Data gathered by the Department of Game . . . indicates that the treaty share of harvestable steelhead has been reached or will have been reached on the effective date of this order. Therefore, a closure of Nisqually and Chehalis river systems ... is necessary to assure non-treaty sports fishermen their right to take their share of those remaining steelhead.
[The following] rule is therefore adopted as an emergency^]
It shall be unlawful for all persons to take, fish for, or possess steelhead trout with gill nets and seine gear in the . . . Chehalis River system . . . effective 6:00 p.m., January 14, 1981.
(Italics mine.) Director's Order 121, Dep't of Game (1981).

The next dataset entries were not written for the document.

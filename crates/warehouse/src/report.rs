//! Listing and outcome formatting for the driver's output stream.

use std::fmt::Display;
use std::io::Write;

use serde::Serialize;

use stockroom_inventory::{InventoryItem, Repository, StockOutcome};

use crate::config::ReportFormat;

/// Write a titled listing of every item in `repo`.
pub fn write_listing<T>(
    out: &mut impl Write,
    title: &str,
    repo: &Repository<T>,
    format: ReportFormat,
) -> anyhow::Result<()>
where
    T: InventoryItem + Display + Serialize,
{
    let items = repo.list_all();
    writeln!(out, "== {title} ==")?;
    match format {
        ReportFormat::Text => {
            for item in &items {
                writeln!(out, "{item}")?;
            }
        }
        ReportFormat::Json => {
            serde_json::to_writer_pretty(&mut *out, &items)?;
            writeln!(out)?;
        }
    }
    writeln!(out)?;
    Ok(())
}

/// One human-readable line per stock outcome.
pub fn describe_outcome<Id: Display>(outcome: &StockOutcome<Id>) -> String {
    match outcome {
        StockOutcome::Adjusted { id, current, .. } => format!("Updated Id {id} stock to {current}."),
        StockOutcome::Removed { id } => format!("Removed item with Id {id}."),
        StockOutcome::Rejected { id, error } => format!("Rejected Id {id}: {error}"),
    }
}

The "Chehalis River system" referred to in this order runs through the Chehalis Indian Reservation. The majority holds that this closure, being in the form of a treaty allocation measure, is inapplicable to the nontreaty Cheha-lis Indian Tribe. This distinction is inappropriate. The overall management technique is to assure the perpetuation of the steelhead run for both treaty and nontreaty fishermen. This treaty fishing closure not only assures a catch for nontreaty fishermen but assures the perpetuation of the run by prohibiting the use of gillnets and seine gear on the Chehalis River system.
The Chehalis Indian Tribe has rights no different than other fishermen when the purpose of a closure is to effectu*527ate treaty obligations and to assure conservation of the species.
This is such a case and I would affirm the convictions.
Reconsideration denied November 15, 1984.